You probably have everything that you need to make a cloud in a jar.
You’ll need a mason jar, matches, boiling water that will fill the jar and a sandwich sized bag of ice. The water must be boiling or very warm. Do not let kids handle the water or matches. We let the kids participate by helping to gather the items and then doing the last few steps.
Fill the jar a little more than 3/4th’s of the way full with boiling water and let it set for about a minute.
The water will help warm the jar to create the correct atmosphere conditions to form the cloud.
Pout the water almost all the way out leaving a little less than 1/4th of the water in the jar.

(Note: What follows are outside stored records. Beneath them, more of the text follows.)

//! Immutable per-problem data shared by every search state.

use std::sync::OnceLock;

use crate::error::{ConfigError, QueryError};
use crate::graph::{DistanceMatrix, Graph, ShortestPaths};

/// One problem instance: map, fleet size, garage and package routes.
///
/// A world is validated at construction and never mutated afterwards. The
/// reduced map (shortest-path costs between important vertices) is computed
/// once, either explicitly with [`World::process_map`] or on the first cost
/// query, and then shared read-only by every state that references this
/// world.
///
/// Important vertices are the package sources and destinations in package
/// order (first appearance wins), followed by the garage if it is not
/// already among them.
///
/// # Examples
///
/// ```
/// use u_delivery::graph::fixtures;
/// use u_delivery::models::World;
///
/// let (graph, pairs) = fixtures::triangle();
/// let world = World::new(1, 2, 3, graph, pairs).unwrap();
/// world.process_map();
///
/// assert_eq!(world.important_vertices(), &[1, 2, 0]);
/// assert_eq!(world.edge_cost(0, 2).unwrap(), 30.0);
/// assert_eq!(world.package_cost(0).unwrap(), 20.0);
/// ```
#[derive(Debug)]
pub struct World {
    vehicle_count: usize,
    vertex_count: usize,
    full_map: Graph,
    packages: Vec<(usize, usize)>,
    garage: usize,
    important: Vec<usize>,
    important_index: Vec<Option<usize>>,
    processed: OnceLock<ProcessedMap>,
}

#[derive(Debug)]
struct ProcessedMap {
    paths: ShortestPaths,
    reduced: DistanceMatrix,
}

impl World {
    /// Creates a world with the garage at vertex 0.
    ///
    /// # Errors
    ///
    /// Returns a [`ConfigError`] if `vehicle_count` is zero, `package_count`
    /// differs from `pairs.len()`, `vertex_count` differs from the graph's
    /// vertex count, or a package endpoint is not a vertex of the graph.
    pub fn new(
        vehicle_count: usize,
        package_count: usize,
        vertex_count: usize,
        full_map: Graph,
        pairs: Vec<(usize, usize)>,
    ) -> Result<Self, ConfigError> {
        Self::with_garage(vehicle_count, package_count, vertex_count, full_map, pairs, 0)
    }

    /// Creates a world with an explicit garage vertex.
    pub fn with_garage(
        vehicle_count: usize,
        package_count: usize,
        vertex_count: usize,
        full_map: Graph,
        pairs: Vec<(usize, usize)>,
        garage: usize,
    ) -> Result<Self, ConfigError> {
        if vehicle_count == 0 {
            return Err(ConfigError::NoVehicles);
        }
        if package_count != pairs.len() {
            return Err(ConfigError::PackageCountMismatch {
                declared: package_count,
                pairs: pairs.len(),
            });
        }
        if vertex_count != full_map.vertex_count() {
            return Err(ConfigError::VertexCountMismatch {
                declared: vertex_count,
                graph: full_map.vertex_count(),
            });
        }

        let check = |vertex: usize| {
            if vertex < vertex_count {
                Ok(())
            } else {
                Err(ConfigError::VertexOutOfRange {
                    vertex,
                    vertex_count,
                })
            }
        };
        check(garage)?;
        for &(source, destination) in &pairs {
            check(source)?;
            check(destination)?;
        }

        let mut important = Vec::new();
        let mut important_index = vec![None; vertex_count];
        let endpoints = pairs.iter().flat_map(|&(s, d)| [s, d]);
        for vertex in endpoints.chain(std::iter::once(garage)) {
            if important_index[vertex].is_none() {
                important_index[vertex] = Some(important.len());
                important.push(vertex);
            }
        }

        Ok(Self {
            vehicle_count,
            vertex_count,
            full_map,
            packages: pairs,
            garage,
            important,
            important_index,
            processed: OnceLock::new(),
        })
    }

    /// Computes all-pairs shortest paths and the reduced map.
    ///
    /// Idempotent: later calls reuse the cached result.
    pub fn process_map(&self) {
        self.processed();
    }

    /// Returns `true` once the reduced map has been computed.
    pub fn is_processed(&self) -> bool {
        self.processed.get().is_some()
    }

    fn processed(&self) -> &ProcessedMap {
        self.processed.get_or_init(|| {
            let paths = ShortestPaths::floyd_warshall(&self.full_map);
            let n = self.important.len();
            let mut reduced = DistanceMatrix::new(n);
            for (i, &u) in self.important.iter().enumerate() {
                for (j, &v) in self.important.iter().enumerate() {
                    reduced.set(i, j, paths.cost(u, v));
                }
            }

            for (k, &(source, destination)) in self.packages.iter().enumerate() {
                if paths.cost(self.garage, source).is_infinite()
                    || paths.cost(source, destination).is_infinite()
                {
                    tracing::warn!(
                        package = k,
                        source,
                        destination,
                        "package route is unreachable from the garage"
                    );
                }
            }
            tracing::debug!(
                vertices = self.vertex_count,
                important = n,
                "reduced map computed"
            );

            ProcessedMap { paths, reduced }
        })
    }

    /// Reduced-map cost between two important vertices.
    ///
    /// # Errors
    ///
    /// Returns a [`QueryError`] if either vertex is out of range or is not
    /// an important vertex.
    pub fn edge_cost(&self, from: usize, to: usize) -> Result<f64, QueryError> {
        let i = self.reduced_index(from)?;
        let j = self.reduced_index(to)?;
        Ok(self.processed().reduced.get(i, j))
    }

    /// Reduced-map cost from a package's source to its destination.
    pub fn package_cost(&self, package: usize) -> Result<f64, QueryError> {
        let (source, destination) = self
            .packages
            .get(package)
            .copied()
            .ok_or(QueryError::UnknownPackage { package })?;
        self.edge_cost(source, destination)
    }

    /// Reduced-map cost for movements generated by the transition function.
    ///
    /// Endpoints are always important vertices, since [`State::new`] rejects
    /// any other stop. Infinity means the two are disconnected.
    ///
    /// [`State::new`]: crate::models::State::new
    pub(crate) fn travel_cost(&self, from: usize, to: usize) -> f64 {
        match self.edge_cost(from, to) {
            Ok(cost) => cost,
            Err(e) => {
                tracing::error!(from, to, "illegal reduced-map query: {}", e);
                f64::INFINITY
            }
        }
    }

    /// Lowest-cost full-map path from `from` to `to`, both endpoints included.
    ///
    /// Only used to turn finished solutions into readable routes. Returns
    /// `None` if either vertex is out of range or `to` is unreachable.
    pub fn shortest_path(&self, from: usize, to: usize) -> Option<Vec<usize>> {
        self.processed().paths.path(from, to)
    }

    /// Lowest full-map cost between any two vertices.
    pub fn shortest_cost(&self, from: usize, to: usize) -> Option<f64> {
        if from >= self.vertex_count || to >= self.vertex_count {
            return None;
        }
        Some(self.processed().paths.cost(from, to))
    }

    /// The reduced map, indexed in [`World::important_vertices`] order.
    pub fn reduced_map(&self) -> &DistanceMatrix {
        &self.processed().reduced
    }

    /// Number of vehicles (N).
    pub fn vehicle_count(&self) -> usize {
        self.vehicle_count
    }

    /// Number of packages (K).
    pub fn package_count(&self) -> usize {
        self.packages.len()
    }

    /// Number of vertices in the full map (M).
    pub fn vertex_count(&self) -> usize {
        self.vertex_count
    }

    /// The garage vertex every vehicle starts from and returns to.
    pub fn garage(&self) -> usize {
        self.garage
    }

    /// The full map.
    pub fn full_map(&self) -> &Graph {
        &self.full_map
    }

    /// Package `(source, destination)` pairs in package order.
    pub fn packages(&self) -> &[(usize, usize)] {
        &self.packages
    }

    /// Source vertex of a package.
    pub fn package_source(&self, package: usize) -> Option<usize> {
        self.packages.get(package).map(|&(s, _)| s)
    }

    /// Destination vertex of a package.
    pub fn package_destination(&self, package: usize) -> Option<usize> {
        self.packages.get(package).map(|&(_, d)| d)
    }

    /// Garage plus every package source and destination.
    pub fn important_vertices(&self) -> &[usize] {
        &self.important
    }

    /// Returns `true` if `vertex` is the garage or a package endpoint.
    pub fn is_important(&self, vertex: usize) -> bool {
        self.reduced_index(vertex).is_ok()
    }

    fn reduced_index(&self, vertex: usize) -> Result<usize, QueryError> {
        match self.important_index.get(vertex) {
            None => Err(QueryError::VertexOutOfRange {
                vertex,
                vertex_count: self.vertex_count,
            }),
            Some(None) => Err(QueryError::NotImportant { vertex }),
            Some(Some(i)) => Ok(*i),
        }
    }
}

#[cfg(test)]
mod tests {
    use super::*;
    use crate::graph::fixtures;

    fn triangle_world() -> World {
        let (graph, pairs) = fixtures::triangle();
        World::new(1, 2, 3, graph, pairs).expect("valid world")
    }

    #[test]
    fn test_rejects_package_count_mismatch() {
        let (graph, pairs) = fixtures::triangle();
        let err = World::new(1, 3, 3, graph, pairs).unwrap_err();
        assert_eq!(
            err,
            ConfigError::PackageCountMismatch {
                declared: 3,
                pairs: 2
            }
        );
    }

    #[test]
    fn test_rejects_vertex_count_mismatch() {
        let (graph, pairs) = fixtures::triangle();
        let err = World::new(1, 2, 4, graph, pairs).unwrap_err();
        assert!(matches!(err, ConfigError::VertexCountMismatch { .. }));
    }

    #[test]
    fn test_rejects_no_vehicles() {
        let (graph, pairs) = fixtures::triangle();
        assert_eq!(
            World::new(0, 2, 3, graph, pairs).unwrap_err(),
            ConfigError::NoVehicles
        );
    }

    #[test]
    fn test_rejects_out_of_range_endpoints() {
        let (graph, _) = fixtures::triangle();
        let err = World::new(1, 1, 3, graph.clone(), vec![(0, 7)]).unwrap_err();
        assert!(matches!(err, ConfigError::VertexOutOfRange { vertex: 7, .. }));
        let err = World::with_garage(1, 0, 3, graph, vec![], 3).unwrap_err();
        assert!(matches!(err, ConfigError::VertexOutOfRange { vertex: 3, .. }));
    }

    #[test]
    fn test_lazy_processing() {
        let world = triangle_world();
        assert!(!world.is_processed());
        assert_eq!(world.edge_cost(1, 2), Ok(20.0));
        assert!(world.is_processed());
    }

    #[test]
    fn test_edge_cost_illegal_queries() {
        let (graph, _) = fixtures::ogg();
        let world = World::new(1, 1, 9, graph, vec![(6, 2)]).expect("valid");
        world.process_map();
        assert_eq!(
            world.edge_cost(0, 9),
            Err(QueryError::VertexOutOfRange {
                vertex: 9,
                vertex_count: 9
            })
        );
        assert_eq!(world.edge_cost(3, 0), Err(QueryError::NotImportant { vertex: 3 }));
        assert_eq!(world.package_cost(1), Err(QueryError::UnknownPackage { package: 1 }));
        assert!(world.is_important(6) && world.is_important(0));
        assert!(!world.is_important(3) && !world.is_important(9));
    }

    #[test]
    fn test_circle_reduced_cost() {
        let (graph, pairs) = fixtures::circle();
        let world = World::new(2, 10, 10, graph, pairs).expect("valid");
        assert_eq!(world.edge_cost(0, 5), Ok(25.0));
        assert_eq!(world.edge_cost(5, 0), Ok(25.0));
        assert_eq!(world.edge_cost(2, 9), Ok(15.0));
    }

    #[test]
    fn test_reduced_map_is_complete_over_important() {
        let (graph, pairs) = fixtures::ogg();
        let world = World::new(2, 3, 9, graph, pairs).expect("valid");
        assert_eq!(world.important_vertices(), &[6, 2, 3, 1, 4, 5, 0]);
        let reduced = world.reduced_map();
        assert_eq!(reduced.size(), 7);
        assert!(reduced.is_symmetric(1e-10));
        // 6→2: 6-0 (51) + 0-1 (20) + 1-2 (68) = 139 vs 6-5-4-3-0-1-2 = 30+4+6+14+20+68 = 142
        assert_eq!(world.edge_cost(6, 2), Ok(139.0));
    }

    #[test]
    fn test_shortest_path_reconstruction() {
        let world = triangle_world();
        assert_eq!(world.shortest_path(0, 1), Some(vec![0, 1]));
        assert_eq!(world.shortest_path(2, 2), Some(vec![2]));
        assert_eq!(world.shortest_path(0, 5), None);
        assert_eq!(world.shortest_cost(1, 0), Some(10.0));
    }
}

Light the match and hold it in the mouth of the jar for a few seconds and then drop it down into the water. Immediately place the bag of ice on top of the jar and watch closely.
Within seconds you’ll see the simulated cloud swirling and forming within the jar.
It will get denser and whiter as you watch.
Watching it swirl and move is fun and shows you how clouds probably move in the sky.
The cloud will last less than a minute before it slowly starts to dissipate. The first time we watched it dissolve. Then we did it again and realized that we could release the cloud into the sky, which made the kids more than happy.
To redo it just heat up more water and start all over again. Eventually I just microwaved a huge bowl of water and we did it again and again, until we were satisfied.
You can take this experiment a little bit further by:
- Using different temperatures of hot water and documenting how much cloud forms at different temperatures.
- Measuring the water levels in the jar before and after the cloud forms.
- Add a few drops of food coloring into the hot water to see if the cloud will pick up the color or will it be to heavy?